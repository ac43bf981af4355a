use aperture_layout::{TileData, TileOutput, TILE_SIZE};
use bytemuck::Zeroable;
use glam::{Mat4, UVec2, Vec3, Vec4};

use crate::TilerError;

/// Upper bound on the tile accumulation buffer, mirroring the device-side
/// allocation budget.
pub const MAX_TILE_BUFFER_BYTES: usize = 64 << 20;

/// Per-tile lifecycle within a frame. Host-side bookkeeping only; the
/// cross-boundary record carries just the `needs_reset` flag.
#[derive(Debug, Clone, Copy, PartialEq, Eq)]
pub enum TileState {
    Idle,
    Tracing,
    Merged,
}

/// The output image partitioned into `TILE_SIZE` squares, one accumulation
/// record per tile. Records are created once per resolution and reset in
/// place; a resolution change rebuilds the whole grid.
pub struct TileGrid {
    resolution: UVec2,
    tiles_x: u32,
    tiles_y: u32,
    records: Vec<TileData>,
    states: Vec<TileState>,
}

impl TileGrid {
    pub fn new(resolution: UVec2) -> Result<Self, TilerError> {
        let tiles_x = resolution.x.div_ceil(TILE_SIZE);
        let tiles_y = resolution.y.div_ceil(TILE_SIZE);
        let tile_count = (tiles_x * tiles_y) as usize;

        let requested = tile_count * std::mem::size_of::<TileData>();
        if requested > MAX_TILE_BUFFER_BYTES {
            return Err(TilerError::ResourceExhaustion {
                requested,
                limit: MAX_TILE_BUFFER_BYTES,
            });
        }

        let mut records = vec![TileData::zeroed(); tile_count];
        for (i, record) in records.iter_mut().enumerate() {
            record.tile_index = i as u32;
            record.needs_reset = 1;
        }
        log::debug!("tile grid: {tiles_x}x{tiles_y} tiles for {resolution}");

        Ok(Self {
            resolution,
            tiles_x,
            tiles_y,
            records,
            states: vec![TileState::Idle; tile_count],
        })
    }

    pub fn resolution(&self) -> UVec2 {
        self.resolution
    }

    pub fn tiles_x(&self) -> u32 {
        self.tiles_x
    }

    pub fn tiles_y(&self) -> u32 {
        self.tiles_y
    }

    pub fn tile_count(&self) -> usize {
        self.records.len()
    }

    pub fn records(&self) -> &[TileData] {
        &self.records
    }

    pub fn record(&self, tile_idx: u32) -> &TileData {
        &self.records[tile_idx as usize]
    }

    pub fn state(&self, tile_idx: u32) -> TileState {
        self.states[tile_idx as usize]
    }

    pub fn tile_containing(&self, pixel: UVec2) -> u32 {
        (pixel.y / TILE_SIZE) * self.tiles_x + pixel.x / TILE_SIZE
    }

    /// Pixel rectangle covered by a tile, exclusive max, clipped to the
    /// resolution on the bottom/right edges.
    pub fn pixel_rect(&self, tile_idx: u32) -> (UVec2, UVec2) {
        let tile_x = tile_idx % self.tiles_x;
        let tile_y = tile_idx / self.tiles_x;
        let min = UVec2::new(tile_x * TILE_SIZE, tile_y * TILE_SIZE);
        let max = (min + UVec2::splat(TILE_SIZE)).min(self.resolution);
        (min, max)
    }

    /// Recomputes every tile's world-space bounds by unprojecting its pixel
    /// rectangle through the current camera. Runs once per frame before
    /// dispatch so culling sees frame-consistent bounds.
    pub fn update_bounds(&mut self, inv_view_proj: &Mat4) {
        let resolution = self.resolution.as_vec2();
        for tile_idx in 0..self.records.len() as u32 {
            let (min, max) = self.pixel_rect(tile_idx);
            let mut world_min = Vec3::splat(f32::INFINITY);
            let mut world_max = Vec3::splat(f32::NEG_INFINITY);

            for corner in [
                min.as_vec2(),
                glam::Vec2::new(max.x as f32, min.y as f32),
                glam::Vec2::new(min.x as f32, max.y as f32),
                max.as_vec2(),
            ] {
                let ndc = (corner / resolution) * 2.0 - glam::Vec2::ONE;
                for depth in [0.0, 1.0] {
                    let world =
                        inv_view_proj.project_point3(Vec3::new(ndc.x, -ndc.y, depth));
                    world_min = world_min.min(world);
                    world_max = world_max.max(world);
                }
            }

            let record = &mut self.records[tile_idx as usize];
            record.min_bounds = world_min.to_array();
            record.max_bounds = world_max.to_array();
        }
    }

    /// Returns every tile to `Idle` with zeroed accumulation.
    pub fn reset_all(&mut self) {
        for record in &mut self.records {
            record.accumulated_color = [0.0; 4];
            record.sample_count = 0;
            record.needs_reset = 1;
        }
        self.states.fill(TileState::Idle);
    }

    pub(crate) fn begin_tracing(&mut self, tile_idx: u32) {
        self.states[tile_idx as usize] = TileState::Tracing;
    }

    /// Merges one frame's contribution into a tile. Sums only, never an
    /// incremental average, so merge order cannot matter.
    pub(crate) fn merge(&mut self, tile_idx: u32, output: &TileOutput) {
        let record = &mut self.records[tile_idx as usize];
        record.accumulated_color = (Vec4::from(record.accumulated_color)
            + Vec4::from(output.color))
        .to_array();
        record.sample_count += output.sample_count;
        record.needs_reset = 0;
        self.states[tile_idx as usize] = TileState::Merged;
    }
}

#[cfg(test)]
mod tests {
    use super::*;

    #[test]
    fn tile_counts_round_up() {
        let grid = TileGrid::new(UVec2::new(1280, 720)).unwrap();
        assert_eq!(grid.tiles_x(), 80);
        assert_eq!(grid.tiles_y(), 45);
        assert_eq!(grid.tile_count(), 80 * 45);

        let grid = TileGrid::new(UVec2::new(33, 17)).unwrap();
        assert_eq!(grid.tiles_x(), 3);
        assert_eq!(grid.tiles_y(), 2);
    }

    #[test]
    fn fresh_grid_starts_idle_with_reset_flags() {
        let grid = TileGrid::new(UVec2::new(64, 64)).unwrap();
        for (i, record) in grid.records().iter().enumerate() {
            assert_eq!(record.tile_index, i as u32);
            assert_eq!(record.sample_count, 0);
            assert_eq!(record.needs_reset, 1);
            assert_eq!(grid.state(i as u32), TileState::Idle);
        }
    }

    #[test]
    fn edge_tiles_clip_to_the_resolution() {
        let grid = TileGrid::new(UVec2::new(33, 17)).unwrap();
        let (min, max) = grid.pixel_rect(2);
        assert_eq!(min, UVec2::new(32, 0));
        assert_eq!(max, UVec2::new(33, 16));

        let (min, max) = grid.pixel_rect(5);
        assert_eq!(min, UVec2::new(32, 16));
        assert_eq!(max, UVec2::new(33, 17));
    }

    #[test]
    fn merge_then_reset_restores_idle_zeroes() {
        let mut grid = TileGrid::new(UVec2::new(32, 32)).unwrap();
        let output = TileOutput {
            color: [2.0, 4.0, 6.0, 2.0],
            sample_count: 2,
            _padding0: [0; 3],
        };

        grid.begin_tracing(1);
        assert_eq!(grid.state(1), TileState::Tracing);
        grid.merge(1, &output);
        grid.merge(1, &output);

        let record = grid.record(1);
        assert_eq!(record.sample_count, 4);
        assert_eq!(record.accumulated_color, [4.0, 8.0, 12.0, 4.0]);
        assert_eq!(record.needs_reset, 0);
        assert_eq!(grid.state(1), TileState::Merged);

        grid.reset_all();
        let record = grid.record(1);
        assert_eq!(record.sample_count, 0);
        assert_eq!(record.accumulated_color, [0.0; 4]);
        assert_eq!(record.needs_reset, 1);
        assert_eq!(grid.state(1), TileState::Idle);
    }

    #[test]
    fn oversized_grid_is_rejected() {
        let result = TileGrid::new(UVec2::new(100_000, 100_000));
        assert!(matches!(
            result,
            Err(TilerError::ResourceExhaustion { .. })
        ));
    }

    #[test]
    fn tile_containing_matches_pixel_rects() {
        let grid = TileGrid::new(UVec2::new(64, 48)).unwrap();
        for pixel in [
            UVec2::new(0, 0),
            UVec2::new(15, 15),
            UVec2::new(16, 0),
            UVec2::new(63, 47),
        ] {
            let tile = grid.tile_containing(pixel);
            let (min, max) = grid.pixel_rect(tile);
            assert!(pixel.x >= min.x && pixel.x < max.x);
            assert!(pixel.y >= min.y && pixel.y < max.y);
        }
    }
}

▶ _What the exercise asks_: Your task is to transcribe, with no changes, only the lines of the listing above that lie between the line holding "pub fn resolution(&self)" and the line holding "pub fn record(&self, tile_idx: u32)", inclusive.

▶ _Answer box_:
    pub fn resolution(&self) -> UVec2 {
        self.resolution
    }

    pub fn tiles_x(&self) -> u32 {
        self.tiles_x
    }

    pub fn tiles_y(&self) -> u32 {
        self.tiles_y
    }

    pub fn tile_count(&self) -> usize {
        self.records.len()
    }

    pub fn records(&self) -> &[TileData] {
        &self.records
    }

    pub fn record(&self, tile_idx: u32) -> &TileData {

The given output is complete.